== Problem details ==
Begin with the first line of the entries below and reproduce each line exactly, ending with the line that holds "pub enum DocumentError".

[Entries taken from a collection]
== Segment start ==

// Copyright 2026 the Imprint Authors
// SPDX-License-Identifier: Apache-2.0 OR MIT

//! The document value: layer storage, render order, selection, and metadata.
//!
//! A [`Document`] is an immutable value. Every edit operation returns a new
//! document; unchanged layers are shared between the old and new values via
//! [`Arc`], so edits cost only the layers they touch plus the id tables.

use std::sync::Arc;

use hashbrown::HashMap;
use serde::{Deserialize, Serialize};

use crate::{Color, Layer, LayerCommon, LayerId, Paint, ShapeLayer, ShapeType, Transform2D, Vec2F};

/// Tag carried by the root frame layer.
pub const FRAME_TAG: &str = "frame";

/// Document-wide metadata and settings.
#[derive(Clone, Debug, PartialEq, Serialize, Deserialize)]
pub struct DocMeta {
    /// Human-readable title.
    pub title: String,
    /// Document units per millimeter, used to place print guides.
    pub units_per_mm: f64,
    /// Bleed inset in millimeters.
    pub bleed_mm: f64,
    /// Safe-print inset in millimeters.
    pub safe_mm: f64,
    /// Next layer id to allocate. Monotonic; never reused.
    pub next_id: u64,
}

impl Default for DocMeta {
    fn default() -> Self {
        Self {
            title: String::new(),
            // 4 units/mm ≈ 102 dpi working resolution; export scales from here.
            units_per_mm: 4.0,
            bleed_mm: 3.0,
            safe_mm: 5.0,
            next_id: 1,
        }
    }
}

/// Structural problems detected by [`Document::validate`].
#[derive(Clone, Debug, PartialEq, Eq, thiserror::Error)]
pub enum DocumentError {
    /// An id in `layer_order` has no entry in the layer table.
    #[error("layer {0} is ordered but not stored")]
    OrphanOrder(LayerId),
    /// An id appears in `layer_order` more than once.
    #[error("layer {0} appears in the order more than once")]
    DuplicateOrder(LayerId),
    /// A stored layer does not appear in `layer_order`.
    #[error("layer {0} is stored but not ordered")]
    UnorderedLayer(LayerId),
    /// A stored layer's embedded id disagrees with its table key.
    #[error("layer keyed {key} carries id {carried}")]
    IdMismatch {
        /// Key in the layer table.
        key: LayerId,
        /// Id embedded in the layer value.
        carried: LayerId,
    },
    /// The root frame id is missing from the layer table.
    #[error("root frame {0} is missing")]
    RootMissing(LayerId),
    /// `meta.next_id` would re-allocate an id a stored layer already holds.
    #[error("next_id {next_id} does not clear the highest layer id {max_id}")]
    StaleNextId {
        /// The allocation counter carried by the document.
        next_id: u64,
        /// The highest id currently stored.
        max_id: u64,
    },
}

/// Error for operations that target a layer id absent from the document.
#[derive(Copy, Clone, Debug, PartialEq, Eq, thiserror::Error)]
#[error("layer {0} not found")]
pub struct LayerNotFound(pub LayerId);

/// Error returned by [`Document::remove_layer`].
#[derive(Copy, Clone, Debug, PartialEq, Eq, thiserror::Error)]
pub enum RemoveError {
    /// The target id is absent.
    #[error(transparent)]
    NotFound(#[from] LayerNotFound),
    /// The root frame can never be removed.
    #[error("layer {0} is the root frame and cannot be removed")]
    RootFrame(LayerId),
}

/// Error returned by [`Document::load_json`].
#[derive(Debug, thiserror::Error)]
pub enum LoadError {
    /// The payload is not valid JSON for a document.
    #[error("document payload is not valid JSON: {0}")]
    Json(#[from] serde_json::Error),
    /// The payload decoded but violates a structural invariant.
    #[error("document payload is structurally invalid: {0}")]
    Invalid(#[from] DocumentError),
}

/// A complete, immutable design document.
#[derive(Clone, Debug, PartialEq, Serialize, Deserialize)]
pub struct Document {
    /// Stable document identity.
    pub id: String,
    /// Id of the page-bounds layer. Always present, never removable.
    pub root_frame: LayerId,
    /// Render order, bottom to top. Every id is a key in `layers`.
    pub layer_order: Vec<LayerId>,
    /// Layer storage. Values are shared across document versions.
    pub layers: HashMap<LayerId, Arc<Layer>>,
    /// Currently selected layer ids, in selection order.
    #[serde(default, skip_serializing_if = "Vec::is_empty")]
    pub selection: Vec<LayerId>,
    /// Document-wide metadata.
    pub meta: DocMeta,
}

impl Document {
    /// Create an empty document with a white root frame of the given size.
    pub fn new(id: impl Into<String>, width: f32, height: f32) -> Self {
        let mut meta = DocMeta::default();
        let root_id = LayerId(meta.next_id);
        meta.next_id += 1;

        let mut common = LayerCommon::new(
            root_id,
            "Frame",
            Transform2D::new(Vec2F::ZERO, Vec2F::new(width, height)),
        );
        common.tags.push(FRAME_TAG.into());
        let frame = Layer::Shape(ShapeLayer {
            common,
            shape: ShapeType::Rectangle,
            fills: vec![Paint::solid(Color::WHITE)],
            strokes: Vec::new(),
        });

        let mut layers = HashMap::new();
        layers.insert(root_id, Arc::new(frame));
        Self {
            id: id.into(),
            root_frame: root_id,
            layer_order: vec![root_id],
            layers,
            selection: Vec::new(),
            meta,
        }
    }

    /// The page size in document units, taken from the root frame.
    pub fn page_size(&self) -> Vec2F {
        self.layers
            .get(&self.root_frame)
            .map(|l| l.common().transform.size)
            .unwrap_or(Vec2F::new(0.0, 0.0))
    }

    /// Look up a layer by id.
    #[inline]
    pub fn layer(&self, id: LayerId) -> Option<&Layer> {
        self.layers.get(&id).map(Arc::as_ref)
    }

    /// Iterate layers bottom-to-top in render order.
    pub fn layers_ordered(&self) -> impl Iterator<Item = &Layer> {
        self.layer_order.iter().filter_map(|id| self.layer(*id))
    }

    /// Ids of layers carrying the given semantic tag, in render order.
    pub fn layers_tagged(&self, tag: &str) -> Vec<LayerId> {
        self.layers_ordered()
            .filter(|l| l.common().has_tag(tag))
            .map(Layer::id)
            .collect()
    }

    /// Add a layer on top of the stack, allocating a fresh id for it.
    ///
    /// The id embedded in `layer` is replaced; callers use the returned id.
    pub fn add_layer(&self, mut layer: Layer) -> (Self, LayerId) {
        let mut next = self.clone();
        let id = LayerId(next.meta.next_id);
        next.meta.next_id += 1;
        layer.common_mut().id = id;
        next.layers.insert(id, Arc::new(layer));
        next.layer_order.push(id);
        (next, id)
    }

    /// Replace a layer's content through an edit closure.
    ///
    /// Only the touched layer is re-allocated; all other layers remain shared
    /// with `self`. The layer's id is preserved regardless of what the
    /// closure does.
    pub fn update_layer(
        &self,
        id: LayerId,
        edit: impl FnOnce(&mut Layer),
    ) -> Result<Self, LayerNotFound> {
        let current = self.layers.get(&id).ok_or(LayerNotFound(id))?;
        let mut layer = Layer::clone(current);
        edit(&mut layer);
        layer.common_mut().id = id;
        let mut next = self.clone();
        next.layers.insert(id, Arc::new(layer));
        Ok(next)
    }

    /// Remove a layer. The root frame is never removable.
    pub fn remove_layer(&self, id: LayerId) -> Result<Self, RemoveError> {
        if id == self.root_frame {
            return Err(RemoveError::RootFrame(id));
        }
        if !self.layers.contains_key(&id) {
            return Err(LayerNotFound(id).into());
        }
        let mut next = self.clone();
        next.layers.remove(&id);
        next.layer_order.retain(|l| *l != id);
        next.selection.retain(|l| *l != id);
        Ok(next)
    }

    /// Move a layer to a new position in the render order.
    ///
    /// `index` is clamped to the order length.
    pub fn reorder_layer(&self, id: LayerId, index: usize) -> Result<Self, LayerNotFound> {
        if !self.layers.contains_key(&id) {
            return Err(LayerNotFound(id));
        }
        let mut next = self.clone();
        next.layer_order.retain(|l| *l != id);
        let index = index.min(next.layer_order.len());
        next.layer_order.insert(index, id);
        Ok(next)
    }

    /// Current position of a layer in the render order.
    pub fn order_index(&self, id: LayerId) -> Option<usize> {
        self.layer_order.iter().position(|l| *l == id)
    }

    /// Replace the selection, dropping unknown ids and duplicates.
    pub fn with_selection(&self, ids: impl IntoIterator<Item = LayerId>) -> Self {
        let mut next = self.clone();
        next.selection.clear();
        for id in ids {
            if next.layers.contains_key(&id) && !next.selection.contains(&id) {
                next.selection.push(id);
            }
        }
        next
    }

    /// Check the structural invariants: order and storage agree exactly, ids
    /// are self-consistent, the root frame exists, and the id allocator
    /// clears every stored id.
    pub fn validate(&self) -> Result<(), DocumentError> {
        let mut seen = hashbrown::HashSet::with_capacity(self.layer_order.len());
        for id in &self.layer_order {
            if !seen.insert(*id) {
                return Err(DocumentError::DuplicateOrder(*id));
            }
            if !self.layers.contains_key(id) {
                return Err(DocumentError::OrphanOrder(*id));
            }
        }
        for (key, layer) in &self.layers {
            if layer.id() != *key {
                return Err(DocumentError::IdMismatch {
                    key: *key,
                    carried: layer.id(),
                });
            }
            if !seen.contains(key) {
                return Err(DocumentError::UnorderedLayer(*key));
            }
        }
        if !self.layers.contains_key(&self.root_frame) {
            return Err(DocumentError::RootMissing(self.root_frame));
        }
        // The allocator must stay ahead of every stored id, or the next
        // `add_layer` would alias a live layer.
        if let Some(max_id) = self.layers.keys().map(|id| id.0).max()
            && self.meta.next_id <= max_id
        {
            return Err(DocumentError::StaleNextId {
                next_id: self.meta.next_id,
                max_id,
            });
        }
        Ok(())
    }

    /// Serialize to the JSON interchange form.
    pub fn save_json(&self) -> Result<String, serde_json::Error> {
        serde_json::to_string(self)
    }

    /// Deserialize from the JSON interchange form, re-validating invariants.
    pub fn load_json(payload: &str) -> Result<Self, LoadError> {
        let doc: Self = serde_json::from_str(payload)?;
        doc.validate()?;
        Ok(doc)
    }
}

#[cfg(test)]
mod tests {
    use super::*;
    use crate::{TextLayer, TextStyle};

    fn text(name: &str, content: &str) -> Layer {
        Layer::Text(TextLayer {
            common: LayerCommon::new(
                LayerId(0),
                name,
                Transform2D::new(Vec2F::new(10.0, 10.0), Vec2F::new(120.0, 24.0)),
            ),
            text: content.into(),
            style: TextStyle::new("Inter", 12.0, Color::BLACK),
            paragraphs: Vec::new(),
        })
    }

    #[test]
    fn add_layer_appends_in_insertion_order() {
        let doc = Document::new("d", 300.0, 200.0);
        let (doc, a) = doc.add_layer(text("a", "A"));
        let (doc, b) = doc.add_layer(text("b", "B"));
        let (doc, c) = doc.add_layer(text("c", "C"));
        assert_eq!(doc.layer_order.len(), 4, "root + three added layers");
        assert_eq!(&doc.layer_order[1..], &[a, b, c]);
        doc.validate().unwrap();
    }

    #[test]
    fn ids_are_never_reused() {
        let doc = Document::new("d", 100.0, 100.0);
        let (doc, a) = doc.add_layer(text("a", "A"));
        let doc = doc.remove_layer(a).unwrap();
        let (_, b) = doc.add_layer(text("b", "B"));
        assert_ne!(a, b);
    }

    #[test]
    fn root_frame_is_not_removable() {
        let doc = Document::new("d", 100.0, 100.0);
        let root = doc.root_frame;
        assert_eq!(
            doc.remove_layer(root),
            Err(RemoveError::RootFrame(root))
        );
    }

    #[test]
    fn update_preserves_unrelated_layers_by_reference() {
        let doc = Document::new("d", 100.0, 100.0);
        let (doc, a) = doc.add_layer(text("a", "A"));
        let (doc, b) = doc.add_layer(text("b", "B"));
        let next = doc
            .update_layer(a, |l| l.common_mut().name = "renamed".into())
            .unwrap();
        assert!(Arc::ptr_eq(&doc.layers[&b], &next.layers[&b]));
        assert!(!Arc::ptr_eq(&doc.layers[&a], &next.layers[&a]));
        assert_eq!(next.layer(a).unwrap().common().name, "renamed");
    }

    #[test]
    fn update_missing_layer_is_an_error() {
        let doc = Document::new("d", 100.0, 100.0);
        let missing = LayerId(999);
        assert_eq!(
            doc.update_layer(missing, |_| {}).unwrap_err(),
            LayerNotFound(missing)
        );
    }

    #[test]
    fn selection_drops_unknown_and_duplicate_ids() {
        let doc = Document::new("d", 100.0, 100.0);
        let (doc, a) = doc.add_layer(text("a", "A"));
        let doc = doc.with_selection([a, a, LayerId(999)]);
        assert_eq!(doc.selection, vec![a]);
    }

    #[test]
    fn json_round_trip_preserves_value() {
        let doc = Document::new("d", 300.0, 200.0);
        let (doc, _) = doc.add_layer(text("headline", "Alice"));
        let payload = doc.save_json().unwrap();
        let back = Document::load_json(&payload).unwrap();
        assert_eq!(back, doc);
    }

    #[test]
    fn load_rejects_orphan_order() {
        let doc = Document::new("d", 100.0, 100.0);
        let mut payload: serde_json::Value =
            serde_json::from_str(&doc.save_json().unwrap()).unwrap();
        payload["layer_order"] = serde_json::json!([1, 42]);
        let loaded = Document::load_json(&payload.to_string());
        assert!(
            matches!(loaded, Err(LoadError::Invalid(DocumentError::OrphanOrder(_)))),
            "orphan order id must fail validation"
        );
    }

    #[test]
    fn load_rejects_rewound_id_allocator() {
        let doc = Document::new("d", 100.0, 100.0);
        let (doc, a) = doc.add_layer(text("a", "A"));
        let mut payload: serde_json::Value =
            serde_json::from_str(&doc.save_json().unwrap()).unwrap();
        // A rewound counter would hand the next add_layer an id that
        // aliases layer `a`.
        payload["meta"]["next_id"] = serde_json::json!(a.0);
        let loaded = Document::load_json(&payload.to_string());
        assert!(
            matches!(
                loaded,
                Err(LoadError::Invalid(DocumentError::StaleNextId { .. }))
            ),
            "stale next_id must fail validation"
        );
    }

    #[test]
    fn tag_query_walks_render_order() {
        let doc = Document::new("d", 100.0, 100.0);
        let mut l1 = text("a", "A");
        l1.common_mut().tags.push("name".into());
        let mut l2 = text("b", "B");
        l2.common_mut().tags.push("name".into());
        let (doc, a) = doc.add_layer(l1);
        let (doc, b) = doc.add_layer(l2);
        assert_eq!(doc.layers_tagged("name"), vec![a, b]);
        assert_eq!(doc.layers_tagged(FRAME_TAG), vec![doc.root_frame]);
    }
}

== Segment end ==

== Your response ==
// Copyright 2026 the Imprint Authors
// SPDX-License-Identifier: Apache-2.0 OR MIT

//! The document value: layer storage, render order, selection, and metadata.
//!
//! A [`Document`] is an immutable value. Every edit operation returns a new
//! document; unchanged layers are shared between the old and new values via
//! [`Arc`], so edits cost only the layers they touch plus the id tables.

use std::sync::Arc;

use hashbrown::HashMap;
use serde::{Deserialize, Serialize};

use crate::{Color, Layer, LayerCommon, LayerId, Paint, ShapeLayer, ShapeType, Transform2D, Vec2F};

/// Tag carried by the root frame layer.
pub const FRAME_TAG: &str = "frame";

/// Document-wide metadata and settings.
#[derive(Clone, Debug, PartialEq, Serialize, Deserialize)]
pub struct DocMeta {
    /// Human-readable title.
    pub title: String,
    /// Document units per millimeter, used to place print guides.
    pub units_per_mm: f64,
    /// Bleed inset in millimeters.
    pub bleed_mm: f64,
    /// Safe-print inset in millimeters.
    pub safe_mm: f64,
    /// Next layer id to allocate. Monotonic; never reused.
    pub next_id: u64,
}

impl Default for DocMeta {
    fn default() -> Self {
        Self {
            title: String::new(),
            // 4 units/mm ≈ 102 dpi working resolution; export scales from here.
            units_per_mm: 4.0,
            bleed_mm: 3.0,
            safe_mm: 5.0,
            next_id: 1,
        }
    }
}

/// Structural problems detected by [`Document::validate`].
#[derive(Clone, Debug, PartialEq, Eq, thiserror::Error)]
pub enum DocumentError {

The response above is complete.